Exhibit (e)(vii) under Form N-1A
Exhibit 1 under Item 601/ Reg. S-K
DISTRIBUTOR'S CONTRACT
AGREEMENT made this 24th day of October, 1997, by and between those
Investment Companies on behalf of the Portfolios and Classes of Shares listed on
Schedule A to Exhibit 1, as may be amended from time to time, having their
principal place of business at Federated Investors Tower, Pittsburgh,
Pennsylvania 15222-3779, and who have approved this form of Agreement, and
FEDERATED SECURITIES CORP. ("FSC"), a Pennsylvania Corporation. Each of the
Exhibits hereto is incorporated herein in its entirety and made a part hereof.
In the event of any inconsistency between the terms of this Agreement and the
terms of any applicable Exhibit, the terms of the applicable Exhibit shall
govern.
In consideration of the mutual covenants hereinafter contained, it is
hereby agreed by and between the parties hereto as follows:
1. Each of the Investment Companies hereby appoint FSC as agent to sell and
distribute shares of the Investment Companies which may be offered in one
or more series (the "Funds") consisting of one or more classes (the
"Classes") of shares (the "Shares"), as described and set forth on one or
more exhibits to this Agreement, at the current offering price thereof as
described and set forth in the current Prospectuses of the Funds. FSC
hereby accepts such appointment and agrees to provide such other services
for the Investment Companies, if any, and accept such compensation from the
Investment Companies, if any, as set forth in the applicable exhibits to
this Agreement.
2. The sale of any Shares may be suspended without prior notice whenever in
the judgment of the applicable Investment Company it is in its best
interest to do so.
3. Neither FSC nor any other person is authorized by the Investment Companies
to give any information or to make any representation relative to any
Shares other than those contained in the Registration Statement,
Prospectuses, or Statements of Additional Information ("SAIs") filed with
the Securities and Exchange Commission, as the same may be amended from
time to time, or in any supplemental information to said Prospectuses or
SAIs approved by the Investment Companies. FSC agrees that any other
information or representations other than those specified above which it or
any dealer or other person who purchases Shares through FSC may make in
connection with the offer or sale of Shares, shall be made entirely without
liability on the part of the Investment Companies. No person or dealer,
other than FSC, is authorized to act as agent for the Investment Companies
for any purpose. FSC agrees that in offering or selling Shares as agent of
the Investment Companies, it will, in all respects, duly conform to all
applicable state and federal laws and the rules and regulations of the
National Association of Securities Dealers, Inc., including its Rules of
Fair Practice. FSC will submit to the Investment Companies copies of all
sales literature before using the same and will not use such sales
literature if disapproved by the Investment Companies.
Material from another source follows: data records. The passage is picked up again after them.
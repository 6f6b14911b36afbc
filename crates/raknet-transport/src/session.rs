//! # Session
//!
//! One peer's connection once the offline exchange is done. The session
//! state machine is:
//!
//! ```text
//!   OfflineHandshake1 ──Reply1──▶ OfflineHandshake2 ──Reply2──▶ Handshaking
//!        (Connector)                  (Connector)                   │
//!                                                 Request / Accepted / NewIncoming
//!                                                                   ▼
//!                       Disconnected ◀──Notification / timeout── Connected
//! ```
//!
//! The session is sans-IO: inbound bytes go in through [`Session::receive`]
//! (or the typed `handle_*` methods), outbound datagrams come out of
//! [`Session::drain_output`], and everything the application must see comes
//! out of [`Session::drain_events`]. Every call takes the current time.

use std::collections::{HashMap, VecDeque};
use std::net::SocketAddr;
use std::time::Duration;

use bytes::Bytes;
use quanta::Instant;

use crate::arq::{ReceiptId, ReceiveTracker, Recovery, ResendBuffer};
use crate::codec::triad_add;
use crate::config::SessionConfig;
use crate::datagram::{Datagram, DATAGRAM_HEADER_LEN};
use crate::error::{DisconnectReason, SessionError};
use crate::frame::{Frame, SplitInfo};
use crate::ordering::{Admission, OrderingEngine};
use crate::record::RecordSet;
use crate::reliability::Reliability;
use crate::rtt::{LatencyStats, RttTracker};
use crate::split::{split_payload, Fragment, ReassemblyBuffer, SplitIdGenerator};
use crate::stats::{RateCounter, SessionStats};
use crate::wire::{id, ConnectedMessage, Packet, UDP_HEADER_LEN};

/// Copies of the final disconnection notification.
pub const DISCONNECT_COPIES: usize = 3;

// ─── Session State ──────────────────────────────────────────────────────────

/// Connection lifecycle state.
#[derive(Debug, Clone, Copy, PartialEq, Eq)]
pub enum SessionState {
    /// MTU probe sent, waiting for reply 1.
    OfflineHandshake1,
    /// Request 2 sent, waiting for reply 2.
    OfflineHandshake2,
    /// Connection request / accept in flight.
    Handshaking,
    Connected,
    /// Terminal.
    Disconnected,
}
//! RTT estimation (RFC 6298) and the retransmission timeout derived from it.

use std::time::Duration;

use serde::Serialize;

/// Snapshot of observed round-trip latency.
#[derive(Debug, Clone, Copy, Default, PartialEq, Serialize)]
pub struct LatencyStats {
    pub last_us: u64,
    pub lowest_us: u64,
    pub highest_us: u64,
    pub average_us: u64,
    pub samples: u64,
}

/// Smoothed RTT, variance and the clamped RTO.
#[derive(Debug, Clone)]
pub struct RttTracker {
    /// Smoothed RTT (SRTT) in µs.
    srtt_us: f64,
    /// RTT variation (RTTVAR) in µs.
    rttvar_us: f64,
    last_us: f64,
    min_us: f64,
    max_us: f64,
    total_us: f64,
    sample_count: u64,
    initial_rto: Duration,
    rto_floor: Duration,
    rto_ceiling: Duration,
}

impl RttTracker {
    /// Crossed bounds are swapped, so `rto()` always has a valid range.
    pub fn new(initial_rto: Duration, rto_floor: Duration, rto_ceiling: Duration) -> Self {
        let (rto_floor, rto_ceiling) = (rto_floor.min(rto_ceiling), rto_floor.max(rto_ceiling));
        RttTracker {
            srtt_us: 0.0,
            rttvar_us: 0.0,
            last_us: 0.0,
            min_us: f64::MAX,
            max_us: 0.0,
            total_us: 0.0,
            sample_count: 0,
            initial_rto,
            rto_floor,
            rto_ceiling,
        }
    }

    /// Feed one RTT measurement.
    pub fn sample(&mut self, rtt: Duration) {
        let rtt_us = rtt.as_micros() as f64;
        self.sample_count += 1;
        self.last_us = rtt_us;
        self.total_us += rtt_us;
        self.min_us = self.min_us.min(rtt_us);
        self.max_us = self.max_us.max(rtt_us);

        if self.sample_count == 1 {
            self.srtt_us = rtt_us;
            self.rttvar_us = rtt_us / 2.0;
        } else {
            // α = 1/8, β = 1/4
            self.rttvar_us = 0.75 * self.rttvar_us + 0.25 * (self.srtt_us - rtt_us).abs();
            self.srtt_us = 0.875 * self.srtt_us + 0.125 * rtt_us;
        }
    }

    /// `SRTT + 4·RTTVAR`, clamped; `initial_rto` until the first sample.
    pub fn rto(&self) -> Duration {
        if self.sample_count == 0 {
            return self.initial_rto.clamp(self.rto_floor, self.rto_ceiling);
        }
        let rto_us = self.srtt_us + 4.0 * self.rttvar_us;
        Duration::from_micros(rto_us as u64).clamp(self.rto_floor, self.rto_ceiling)
    }

    pub fn srtt(&self) -> Option<Duration> {
        (self.sample_count > 0).then(|| Duration::from_micros(self.srtt_us as u64))
    }

    pub fn sample_count(&self) -> u64 {
        self.sample_count
    }

    pub fn latency(&self) -> LatencyStats {
        if self.sample_count == 0 {
            return LatencyStats::default();
        }
        LatencyStats {
            last_us: self.last_us as u64,
            lowest_us: self.min_us as u64,
            highest_us: self.max_us as u64,
            average_us: (self.total_us / self.sample_count as f64) as u64,
            samples: self.sample_count,
        }
    }
}

#[cfg(test)]
mod tests {
    use super::*;

    fn tracker() -> RttTracker {
        RttTracker::new(
            Duration::from_millis(250),
            Duration::from_millis(50),
            Duration::from_secs(4),
        )
    }

    #[test]
    fn crossed_bounds_are_ordered() {
        let mut t = RttTracker::new(
            Duration::from_millis(10),
            Duration::from_secs(2),
            Duration::from_millis(100),
        );
        assert_eq!(t.rto(), Duration::from_millis(100));
        t.sample(Duration::from_secs(5));
        assert_eq!(t.rto(), Duration::from_secs(2));
    }

    #[test]
    fn initial_rto_before_samples() {
        let t = tracker();
        assert_eq!(t.rto(), Duration::from_millis(250));
        assert_eq!(t.srtt(), None);
        assert_eq!(t.latency(), LatencyStats::default());
    }

    #[test]
    fn first_sample_sets_srtt() {
        let mut t = tracker();
        t.sample(Duration::from_millis(100));
        assert_eq!(t.srtt(), Some(Duration::from_millis(100)));
        // 100 + 4 × 50
        assert_eq!(t.rto(), Duration::from_millis(300));
    }

    #[test]
    fn rto_clamped_to_floor_and_ceiling() {
        let mut fast = tracker();
        fast.sample(Duration::from_millis(1));
        assert_eq!(fast.rto(), Duration::from_millis(50));

        let mut slow = tracker();
        slow.sample(Duration::from_secs(3));
        assert_eq!(slow.rto(), Duration::from_secs(4));
    }

    #[test]
    fn srtt_converges() {
        let mut t = tracker();
        for _ in 0..100 {
            t.sample(Duration::from_millis(40));
        }
        let srtt = t.srtt().unwrap();
        assert!(srtt >= Duration::from_millis(39) && srtt <= Duration::from_millis(41));
        assert_eq!(t.sample_count(), 100);
    }

    #[test]
    fn latency_stats() {
        let mut t = tracker();
        t.sample(Duration::from_millis(10));
        t.sample(Duration::from_millis(30));
        t.sample(Duration::from_millis(20));
        let stats = t.latency();
        assert_eq!(stats.last_us, 20_000);
        assert_eq!(stats.lowest_us, 10_000);
        assert_eq!(stats.highest_us, 30_000);
        assert_eq!(stats.average_us, 20_000);
        assert_eq!(stats.samples, 3);
    }
}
4. This Agreement is effective with respect to each Class as of the date of
execution of the applicable exhibit and shall continue in effect with
respect to each Class presently set forth on an exhibit and any subsequent
Classes added pursuant to an exhibit during the initial term of this
Agreement for one year from the date set forth above, and thereafter for
successive periods of one year if such continuance is approved at least
annually by the Trustees/Directors of the Investment Companies including a
majority of the members of the Board of Trustees/Directors of the
Investment Companies who are not interested persons of the Investment
Companies and have no direct or indirect financial interest in the
operation of any Distribution Plan relating to the Investment Companies or
in any related documents to such Plan ("Disinterested Trustees/Directors")
cast in person at a meeting called for that purpose. If a Class is added
after the first annual approval by the Trustees/Directors as described
above, this Agreement will be effective as to that Class upon execution of
the applicable exhibit and will continue in effect until the next annual
approval of this Agreement by the Trustees/Directors and thereafter for
successive periods of one year, subject to approval as described above.
5. This Agreement may be terminated with regard to a particular Fund or Class
at any time, without the payment of any penalty, by the vote of a majority
of the Disinterested Trustees/Directors or by a majority of the outstanding
voting securities of the particular Fund or Class on not more than sixty
(60) days' written notice to any other party to this Agreement.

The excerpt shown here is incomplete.